By 1952, the Atomic Energy Commission had substantially increased both the quantity and variety of nuclear weapons, requiring Special Weapons Command to engage in R&D work and expand its test support activities. It was subsequently reduced to an operating agency level, losing its major command status, and was incorporated within the framework of the new Air Research and Development Command (ARDC), which had been established in September 1950 as a major command devoted to R&D. Kirtland AFB became an ARDC facility on 1 April 1952. SWC was re-designated the Air Force Special Weapons Center (AFSWC). Also at this time, the responsibility for biological and chemical research and testing—which had been established at Kirtland during the tenure of SWC—was transferred to Eglin AFB, Edwards AFB, and Holloman AFB. Kirtland then maintained an administrative role over those programs, presumably through the AFSWC.

AFSWC became one of the distinct R&D centers within the ARDC. Its principal task was the proper marriage of aircraft and weapons: the best combinations of aircraft/weaponry were to be analyzed, designed, developed, and tested. The AFSWC was to conduct this development and test work in conjunction with the AEC, Sandia Laboratory, LASL, and the FC/AFSWP at Sandia Base.

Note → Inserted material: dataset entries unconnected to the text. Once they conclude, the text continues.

//! # Subscription Registry
//!
//! The set of live subscriber queues. Callers on any task may subscribe or
//! unsubscribe while the dispatcher loop fans samples out; a single mutex
//! guards the set and is only held for the map operation itself.
//!
//! Fan-out never iterates the map directly. It copies the current senders out
//! (`snapshot_into`) and sends after the lock is released, so a subscriber
//! joining or leaving mid fan-out can't stall the loop.

use std::collections::HashMap;
use std::sync::atomic::{AtomicBool, AtomicU64, Ordering};
use std::sync::{Arc, Mutex, MutexGuard};

use tokio::sync::mpsc;
use tokio::sync::mpsc::error::TryRecvError;

/// Identifies one subscription for the lifetime of its registry.
pub type SubscriberId = u64;

/// Default queue depth: roughly ten seconds of samples.
pub const DEFAULT_QUEUE_CAPACITY: usize = 2048;

struct SubscriberEntry {
    sender: mpsc::Sender<u16>,
    evicted: Arc<AtomicBool>,
}

/// # Registry
///
/// Owns the sending half of every subscriber queue.
pub struct Registry {
    subscribers: Mutex<HashMap<SubscriberId, SubscriberEntry>>,
    next_id: AtomicU64,
    queue_capacity: usize,
}

impl Registry {
    /// Creates an empty registry whose queues hold `queue_capacity` samples.
    pub fn new(queue_capacity: usize) -> Self {
        Self {
            subscribers: Mutex::new(HashMap::new()),
            next_id: AtomicU64::new(1),
            queue_capacity: queue_capacity.max(1),
        }
    }

    /// # Insert
    ///
    /// Creates a bounded queue, registers its sender and hands the receiving
    /// side back as a `Subscription`.
    pub fn insert(&self) -> Subscription {
        let (sender, receiver) = mpsc::channel(self.queue_capacity);
        let evicted = Arc::new(AtomicBool::new(false));
        let id = self.next_id.fetch_add(1, Ordering::Relaxed);

        self.lock().insert(
            id,
            SubscriberEntry {
                sender,
                evicted: Arc::clone(&evicted),
            },
        );
        log::info!("Subscriber {} registered (queue capacity {})", id, self.queue_capacity);

        Subscription { id, receiver, evicted }
    }

    /// # Remove
    ///
    /// Drops the subscriber's sender. Returns `false` if it was already gone,
    /// which is not an error.
    pub fn remove(&self, id: SubscriberId) -> bool {
        let removed = self.lock().remove(&id).is_some();
        if removed {
            log::info!("Subscriber {} removed", id);
        }
        removed
    }

    /// # Evict
    ///
    /// Forced removal for a subscriber that fell a full queue behind. Marks
    /// the handle evicted before the sender is dropped, so the subscriber sees
    /// the flag no later than the closed queue.
    pub fn evict(&self, id: SubscriberId) -> bool {
        let entry = self.lock().remove(&id);
        match entry {
            Some(entry) => {
                entry.evicted.store(true, Ordering::Release);
                log::warn!("Subscriber {} evicted: queue full", id);
                true
            }
            None => false,
        }
    }

    /// Replaces `out` with a copy of the current senders.
    pub fn snapshot_into(&self, out: &mut Vec<(SubscriberId, mpsc::Sender<u16>)>) {
        out.clear();
        out.extend(
            self.lock()
                .iter()
                .map(|(id, entry)| (*id, entry.sender.clone())),
        );
    }

    /// Number of registered subscribers.
    pub fn len(&self) -> usize {
        self.lock().len()
    }

    /// `true` when nobody is subscribed.
    pub fn is_empty(&self) -> bool {
        self.lock().is_empty()
    }

    fn lock(&self) -> MutexGuard<'_, HashMap<SubscriberId, SubscriberEntry>> {
        // The map holds no invariants a panicking holder could break halfway.
        self.subscribers.lock().unwrap_or_else(|poisoned| poisoned.into_inner())
    }
}

impl Default for Registry {
    fn default() -> Self {
        Self::new(DEFAULT_QUEUE_CAPACITY)
    }
}

/// # Subscription
///
/// The consumer's end of a subscriber queue. Samples arrive in ingest order.
/// Once the engine evicts or removes the subscription the queue closes after
/// its remaining samples are read.
#[derive(Debug)]
pub struct Subscription {
    id: SubscriberId,
    receiver: mpsc::Receiver<u16>,
    evicted: Arc<AtomicBool>,
}

impl Subscription {
    /// The registry id, for `unsubscribe`.
    pub fn id(&self) -> SubscriberId {
        self.id
    }

    /// Waits for the next sample. `None` once the queue is closed and empty.
    pub async fn recv(&mut self) -> Option<u16> {
        self.receiver.recv().await
    }

    /// Takes the next sample if one is queued.
    pub fn try_recv(&mut self) -> Result<u16, TryRecvError> {
        self.receiver.try_recv()
    }

    /// `true` if the engine dropped this subscription for falling behind.
    pub fn is_evicted(&self) -> bool {
        self.evicted.load(Ordering::Acquire)
    }
}
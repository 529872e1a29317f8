use std::fmt::Write as _;
use std::io::{self, Read, Write};

use crate::records::{Record, RecordReader};

/// Formats samples as `[a b c]`.
pub fn format_samples(samples: &[u16]) -> String {
    let mut out = String::with_capacity(samples.len() * 4 + 2);
    out.push('[');
    for (idx, sample) in samples.iter().enumerate() {
        if idx > 0 {
            out.push(' ');
        }
        let _ = write!(out, "{}", sample);
    }
    out.push(']');
    out
}

/// Renders one record. Error records span three lines so they stand out in
/// a scrolling log.
pub fn render_record(record: &Record) -> String {
    match record {
        Record::Timestamp(at) => format!("Time: {}", at),
        Record::HeartData(samples) => format!("Heart data: {}", format_samples(samples)),
        Record::Error(message) => format!("***\n*** ERROR: {}\n***", message),
    }
}

/// # Human Readable Output
///
/// Renders every record from `input` to `out`, one per line, until the
/// stream ends. A decode failure is written as a final
/// `Can't read from stream: ...` line and ends the rendering; only failures
/// to write `out` are returned.
pub fn human_readable_output<R: Read, W: Write + ?Sized>(input: R, out: &mut W) -> io::Result<()> {
    let mut records = RecordReader::new(input);
    loop {
        match records.next_record() {
            Ok(Some(record)) => writeln!(out, "{}", render_record(&record))?,
            Ok(None) => break,
            Err(e) => {
                writeln!(out, "Can't read from stream: {}", e)?;
                break;
            }
        }
    }
    out.flush()
}

#[cfg(test)]
mod tests {
    use super::*;
    use chrono::DateTime;
    use std::io::Cursor;

    #[test]
    fn test_render_each_kind() {
        let at = DateTime::from_timestamp(1_600_000_000, 0).unwrap();
        assert_eq!(render_record(&Record::Timestamp(at)), "Time: 2020-09-13 12:26:40 UTC");
        assert_eq!(render_record(&Record::HeartData(vec![1, 22, 333])), "Heart data: [1 22 333]");
        assert_eq!(render_record(&Record::HeartData(vec![])), "Heart data: []");
        assert_eq!(
            render_record(&Record::Error("lost sync".into())),
            "***\n*** ERROR: lost sync\n***"
        );
    }

    #[test]
    fn test_stream_rendering_stops_at_bad_frame() {
        let mut bytes = Record::HeartData(vec![5, 6]).encode();
        bytes.extend(Record::Error("overrun".into()).encode());
        bytes.extend_from_slice(&[2, 0, 3, 0, 0, 0]);
        bytes.extend(Record::HeartData(vec![7]).encode());

        let mut out = Vec::new();
        human_readable_output(Cursor::new(bytes), &mut out).unwrap();
        assert_eq!(
            String::from_utf8(out).unwrap(),
            "Heart data: [5 6]\n***\n*** ERROR: overrun\n***\nCan't read from stream: malformed heart data record: illegal payload size 3\n"
        );
    }
}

In short, LASL would build the "physics package" of a new weapon. This included the high explosive, the physical nuclear material, and the package. Sandia Laboratory would put the weapon in a case and install firing, fusing, timing, and safety systems, the electromechanical element. The AFSWC would track all of this new development for USAF use and drop test the new weapon designs. The AFSWC was also required to monitor the development work of aircraft contractors to assure compatibility of plane and bomb. Lastly, it provided support concerning special weapons to other USAF commands and support for full-scale atmospheric testing, as had the SWC.

By September 1956, AFSWC included a group with three squadrons trained in the testing of atomic weapons (the atom bomb) and a group trained in testing thermonuclear weapons (the hydrogen bomb). AFSWC was organized into the following units:
- Research Directorate
- Development Directorate
- 4900th Air Base Group
- 4925th Test Group (Atomic)
- 4950th Test Group (Nuclear)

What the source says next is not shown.